During the 18th and 19th centuries, Sir William Herschel and his son Sir John Herschel both observed that ‘nebulae’ came in a range of different shapes and sizes. Sir Wiliam attempted a classification based on brightness, form and size. Nebulae were either:
Bright, faint, very faint, small (with definite borders) or exceedingly large.
Sir John Herschel extended this classification system, making a clear distinction between galactic nebulae (what we now refer to as nebulae) and non-galactic nebulae (now referred to as galaxies).
As photography and spectroscopy improved the standard of observations, further classifications were attempted. In 1919, Curtis considered all nebulae to be either planetary, diffuse or spirals (at that time, less than 10% of photographed nebulae showed any spiral structure. Due to the great distances of the galaxies, it would have been difficult to resolve any spiral structure).
In the early 1920s, Edwin Hubble made observations of non-galactic nebulae with the 100-inch telescope at Mount Wilson Observatory, USA. Non-galactic did not mean the same as extragalactic – it only referred to nebulae that were away from the galactic plane (where most of the planetary and diffuse nebulae were seen). In 1925, Hubble reported that individual stars had been seen in M31 and M33, including novae and Cepheid variable stars. This led to the realisation that these objects were in fact collections of stars beyond the Milky Way. These remote stellar systems were galaxies. The term nebula now refers exclusively to galactic objects such as the gaseous clouds where stars are born (emission and reflection nebula) and the planetary nebulae produced by low to intermediate mass stars during the later stages of their lives.

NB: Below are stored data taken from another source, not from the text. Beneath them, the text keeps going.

//! `kade-core`: domain foundation building blocks.
//!
//! This crate contains **pure domain** primitives shared by the POS crates:
//! identifiers issued by the backend, exact money arithmetic and the domain
//! error model. No IO lives here.

pub mod error;
pub mod id;
pub mod money;

pub use error::{DomainError, DomainResult};
pub use id::{OrderId, ProductId};
pub use money::Money;
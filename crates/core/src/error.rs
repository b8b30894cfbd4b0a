//! Domain error model.

use thiserror::Error;

/// Result type used across the domain layer.
pub type DomainResult<T> = Result<T, DomainError>;

/// Domain-level error.
///
/// Keep this focused on deterministic, business/domain failures (validation,
/// invariants). Network and storage failures belong to the terminal crate.
#[derive(Debug, Error, Clone, PartialEq, Eq)]
pub enum DomainError {
    /// A value failed validation (e.g. empty cart, zero quantity).
    #[error("validation failed: {0}")]
    Validation(String),

    /// A domain invariant was violated.
    #[error("invariant violated: {0}")]
    InvariantViolation(String),

    /// An identifier was invalid (e.g. parse failure).
    #[error("invalid identifier: {0}")]
    InvalidId(String),

    /// A requested item was not found (e.g. unknown menu item).
    #[error("not found: {0}")]
    NotFound(String),

    /// Arithmetic on money left the representable range.
    #[error("amount overflow")]
    Overflow,
}

impl DomainError {
    pub fn validation(msg: impl Into<String>) -> Self {
        Self::Validation(msg.into())
    }

    pub fn invariant(msg: impl Into<String>) -> Self {
        Self::InvariantViolation(msg.into())
    }

    pub fn invalid_id(msg: impl Into<String>) -> Self {
        Self::InvalidId(msg.into())
    }

    pub fn not_found(what: impl Into<String>) -> Self {
        Self::NotFound(what.into())
    }
}
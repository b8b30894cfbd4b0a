//! Shared types for the offline queue and its synchronization.

use chrono::{DateTime, Utc};
use serde::{Deserialize, Serialize};

use kade_core::{DomainResult, Money, OrderId};
use kade_sales::{OrderLine, validate_lines};

/// Primary key of a queued order: the instant it was queued.
///
/// The queue guarantees keys are strictly increasing, so two orders queued
/// within the same clock tick still get distinct keys.
#[derive(Debug, Copy, Clone, PartialEq, Eq, Hash, PartialOrd, Ord, Serialize, Deserialize)]
#[serde(transparent)]
pub struct QueueKey(DateTime<Utc>);

impl QueueKey {
    pub fn new(at: DateTime<Utc>) -> Self {
        Self(at)
    }

    pub fn at(&self) -> DateTime<Utc> {
        self.0
    }
}

impl core::fmt::Display for QueueKey {
    fn fmt(&self, f: &mut core::fmt::Formatter<'_>) -> core::fmt::Result {
        f.write_str(&self.0.to_rfc3339_opts(chrono::SecondsFormat::Micros, true))
    }
}

/// An order captured at the counter, ready to be queued.
#[derive(Debug, Clone, PartialEq, Eq, Serialize, Deserialize)]
pub struct PendingOrder {
    pub items: Vec<OrderLine>,
    pub total_amount: Money,
    /// Business time of the sale.
    pub created_at: DateTime<Utc>,
}

impl PendingOrder {
    /// Build from cart lines, computing the total from the lines.
    pub fn from_lines(items: Vec<OrderLine>, created_at: DateTime<Utc>) -> DomainResult<Self> {
        let total_amount = kade_sales::order_total(&items)?;
        let order = Self {
            items,
            total_amount,
            created_at,
        };
        order.validate()?;
        Ok(order)
    }

    pub fn validate(&self) -> DomainResult<()> {
        validate_lines(&self.items, self.total_amount)
    }
}

/// An order waiting in the offline queue.
///
/// Never mutated once queued; only removed after a confirmed sync.
#[derive(Debug, Clone, PartialEq, Eq, Serialize, Deserialize)]
pub struct QueuedOrder {
    pub items: Vec<OrderLine>,
    pub total_amount: Money,
    pub created_at: DateTime<Utc>,
    pub queued_at: QueueKey,
}

impl QueuedOrder {
    pub(crate) fn from_pending(order: PendingOrder, queued_at: QueueKey) -> Self {
        Self {
            items: order.items,
            total_amount: order.total_amount,
            created_at: order.created_at,
            queued_at,
        }
    }
}

/// Connectivity state of the terminal.
#[derive(Debug, Clone, Copy, PartialEq, Eq, Serialize, Deserialize)]
#[serde(rename_all = "lowercase")]
pub enum ConnectivityState {
    /// Network reachable; writes go straight to the backend.
    Online,
    /// Network unreachable; orders are queued locally.
    Offline,
}

impl ConnectivityState {
    pub fn is_online(self) -> bool {
        matches!(self, ConnectivityState::Online)
    }

    pub fn from_online(online: bool) -> Self {
        if online {
            ConnectivityState::Online
        } else {
            ConnectivityState::Offline
        }
    }
}

/// Why a drain pass was requested.
#[derive(Debug, Clone, Copy, PartialEq, Eq, Serialize, Deserialize)]
#[serde(rename_all = "snake_case")]
pub enum SyncTrigger {
    /// The terminal just came back online.
    ConnectivityRestored,
    /// The queue changed (or a retry came due) while online.
    QueueNonEmptyWhileOnline,
    /// Operator asked for a sync.
    Manual,
}

/// Why a drain request did nothing.
#[derive(Debug, Clone, Copy, PartialEq, Eq, Serialize, Deserialize)]
#[serde(rename_all = "snake_case")]
pub enum SkipReason {
    AlreadyDraining,
    QueueEmpty,
    Offline,
    /// A recent pass failed and the minimum retry interval has not elapsed.
    CoolingDown,
}

/// Which remote write stopped a pass.
#[derive(Debug, Clone, PartialEq, Eq, Serialize, Deserialize)]
#[serde(rename_all = "snake_case", tag = "stage")]
pub enum FailedStage {
    CreateOrder,
    /// The order row exists remotely without items.
    CreateItems { orphaned_order: OrderId },
}

#[derive(Debug, Clone, PartialEq, Eq, Serialize, Deserialize)]
pub struct SyncFailure {
    pub queued_at: QueueKey,
    pub stage: FailedStage,
    pub error: String,
}

/// Result of one drain pass.
#[derive(Debug, Clone, PartialEq, Eq, Serialize, Deserialize)]
pub struct SyncReport {
    pub trigger: SyncTrigger,
    /// Keys of the orders committed remotely, in replay order.
    pub synced: Vec<QueueKey>,
    /// Orders still queued when the pass ended.
    pub remaining: usize,
    pub stopped_on: Option<SyncFailure>,
}

impl SyncReport {
    pub fn synced_count(&self) -> usize {
        self.synced.len()
    }
}

#[derive(Debug, Clone, PartialEq, Eq, Serialize, Deserialize)]
#[serde(rename_all = "snake_case", tag = "outcome")]
pub enum SyncOutcome {
    Skipped { reason: SkipReason },
    Completed(SyncReport),
}
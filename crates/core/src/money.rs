//! Exact money amounts.
//!
//! Amounts are decimals in the shop's currency (the backend stores them as
//! `numeric`). They are never represented as floats.

use core::str::FromStr;

use rust_decimal::Decimal;
use serde::{Deserialize, Serialize};

use crate::error::{DomainError, DomainResult};

/// A non-negative monetary amount.
#[derive(Debug, Copy, Clone, Default, PartialEq, Eq, Hash, PartialOrd, Ord, Serialize, Deserialize)]
#[serde(transparent)]
pub struct Money(Decimal);

impl Money {
    pub const ZERO: Money = Money(Decimal::ZERO);

    /// Build an amount, rejecting negative values.
    pub fn new(amount: Decimal) -> DomainResult<Self> {
        if amount.is_sign_negative() && !amount.is_zero() {
            return Err(DomainError::validation(format!(
                "amount must not be negative (got {amount})"
            )));
        }
        Ok(Self(amount))
    }

    /// Whole-unit amount (e.g. `Money::from_units(100)`).
    pub fn from_units(units: u64) -> Self {
        Self(Decimal::from(units))
    }

    pub fn amount(&self) -> Decimal {
        self.0
    }

    pub fn checked_add(self, other: Money) -> DomainResult<Money> {
        self.0
            .checked_add(other.0)
            .map(Money)
            .ok_or(DomainError::Overflow)
    }

    /// Line amount: `self × quantity`.
    pub fn times(self, quantity: u32) -> DomainResult<Money> {
        self.0
            .checked_mul(Decimal::from(quantity))
            .map(Money)
            .ok_or(DomainError::Overflow)
    }

    /// Sum a sequence of amounts.
    pub fn sum<I>(amounts: I) -> DomainResult<Money>
    where
        I: IntoIterator<Item = Money>,
    {
        amounts
            .into_iter()
            .try_fold(Money::ZERO, |acc, m| acc.checked_add(m))
    }
}

impl core::fmt::Display for Money {
    /// Two decimal places, as printed on receipts.
    fn fmt(&self, f: &mut core::fmt::Formatter<'_>) -> core::fmt::Result {
        let rounded = self.0.round_dp(2);
        f.pad(&format!("{rounded:.2}"))
    }
}

impl FromStr for Money {
    type Err = DomainError;

    fn from_str(s: &str) -> Result<Self, Self::Err> {
        let amount = Decimal::from_str(s.trim())
            .map_err(|e| DomainError::validation(format!("invalid amount '{s}': {e}")))?;
        Money::new(amount)
    }
}

#[cfg(test)]
mod tests {
    use super::*;
    use proptest::prelude::*;

    #[test]
    fn rejects_negative_amounts() {
        assert!(Money::new(Decimal::new(-1, 0)).is_err());
        assert!(Money::new(Decimal::ZERO).is_ok());
    }

    #[test]
    fn line_amount_and_display() {
        let price: Money = "12.5".parse().unwrap();
        let line = price.times(3).unwrap();
        assert_eq!(line.to_string(), "37.50");
        assert_eq!(Money::from_units(200).to_string(), "200.00");
    }

    #[test]
    fn display_honours_width_and_alignment() {
        assert_eq!(format!("{:>8}", Money::from_units(5)), "    5.00");
        assert_eq!(format!("{:<7}|", Money::from_units(12)), "12.00  |");
    }

    #[test]
    fn deserializes_numbers_and_strings() {
        let a: Money = serde_json::from_str("100").unwrap();
        let b: Money = serde_json::from_str("\"100\"").unwrap();
        assert_eq!(a, b);
        assert_eq!(a, Money::from_units(100));
    }

    proptest! {
        #[test]
        fn sum_matches_integer_sum(values in proptest::collection::vec(0u64..1_000_000, 0..50)) {
            let total = Money::sum(values.iter().copied().map(Money::from_units)).unwrap();
            prop_assert_eq!(total, Money::from_units(values.iter().sum()));
        }
    }
}
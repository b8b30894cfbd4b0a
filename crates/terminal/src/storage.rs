//! Persistence port for the offline queue.
//!
//! The queue is stored as one named record holding the whole ordered
//! sequence (`{ "offlineQueue": [...] }`). Every mutation rewrites the
//! record, so an implementation only needs `load` and `save`.

use std::sync::Mutex;
use std::sync::atomic::{AtomicUsize, Ordering};

use async_trait::async_trait;
use serde::{Deserialize, Serialize};

use crate::types::QueuedOrder;

/// Name of the durable record holding the queue.
pub const QUEUE_RECORD: &str = "kade-offline-storage";

/// Everything that survives a restart.
#[derive(Debug, Clone, Default, PartialEq, Eq, Serialize, Deserialize)]
#[serde(rename_all = "camelCase")]
pub struct PersistedQueue {
    pub offline_queue: Vec<QueuedOrder>,
}

#[derive(Debug, Clone, thiserror::Error)]
pub enum StorageError {
    #[error("storage unavailable: {0}")]
    Unavailable(String),
    #[error("storage write failed: {0}")]
    Write(String),
    #[error("stored record is corrupt: {0}")]
    Corrupt(String),
}

/// Durable home of the offline queue.
#[async_trait]
pub trait QueueStorage: Send + Sync {
    /// Read the persisted queue; `None` when nothing was ever saved.
    async fn load(&self) -> Result<Option<PersistedQueue>, StorageError>;

    /// Replace the persisted queue.
    async fn save(&self, state: &PersistedQueue) -> Result<(), StorageError>;
}

/// In-memory storage for tests/dev.
///
/// Can be told to fail upcoming writes to exercise persistence failures.
#[derive(Debug, Default)]
pub struct MemoryStorage {
    record: Mutex<Option<PersistedQueue>>,
    failing_writes: AtomicUsize,
    writes: AtomicUsize,
}

impl MemoryStorage {
    pub fn new() -> Self {
        Self::default()
    }

    /// Start with an already persisted queue (simulates a restart).
    pub fn with_queue(orders: Vec<QueuedOrder>) -> Self {
        let storage = Self::new();
        if let Ok(mut record) = storage.record.lock() {
            *record = Some(PersistedQueue {
                offline_queue: orders,
            });
        }
        storage
    }

    /// Make the next `n` saves fail.
    pub fn fail_next_writes(&self, n: usize) {
        self.failing_writes.store(n, Ordering::SeqCst);
    }

    /// Number of successful saves so far.
    pub fn write_count(&self) -> usize {
        self.writes.load(Ordering::SeqCst)
    }

    /// Snapshot of what is currently persisted.
    pub fn persisted(&self) -> Option<PersistedQueue> {
        self.record.lock().ok().and_then(|r| r.clone())
    }
}

#[async_trait]
impl QueueStorage for MemoryStorage {
    async fn load(&self) -> Result<Option<PersistedQueue>, StorageError> {
        let record = self
            .record
            .lock()
            .map_err(|_| StorageError::Unavailable("lock poisoned".into()))?;
        Ok(record.clone())
    }

    async fn save(&self, state: &PersistedQueue) -> Result<(), StorageError> {
        let pending_failures = self.failing_writes.load(Ordering::SeqCst);
        if pending_failures > 0 {
            self.failing_writes.store(pending_failures - 1, Ordering::SeqCst);
            return Err(StorageError::Write("injected failure".into()));
        }

        let mut record = self
            .record
            .lock()
            .map_err(|_| StorageError::Unavailable("lock poisoned".into()))?;
        *record = Some(state.clone());
        self.writes.fetch_add(1, Ordering::SeqCst);
        Ok(())
    }
}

The ‘tuning fork’ diagram was introduced by Hubble in 1925 as means of classifying extra-galactic nebulae as either elliptical (from circular to lenticular), spiral or barred spiral (in both cases, classed according to the size of the bulge and the amount of winding of the spiral arms);. The terms ‘early’ and ‘late’ (see galaxy types) are sometimes used to indicate which end of the tuning fork a galaxy is found (left=early, right=late), as Hubble thought his classification might indicate an evolutionary sequence. The tuning fork is no longer considered an evolutionary sequence, and these terms are now used only for historical reasons.
The modern classification of galaxies distinguishes between ellipticals, spirals, barred spirals and irregular galaxies. Spirals are further classified according to their luminosity class using a system introduced by van den Bergh in 1960.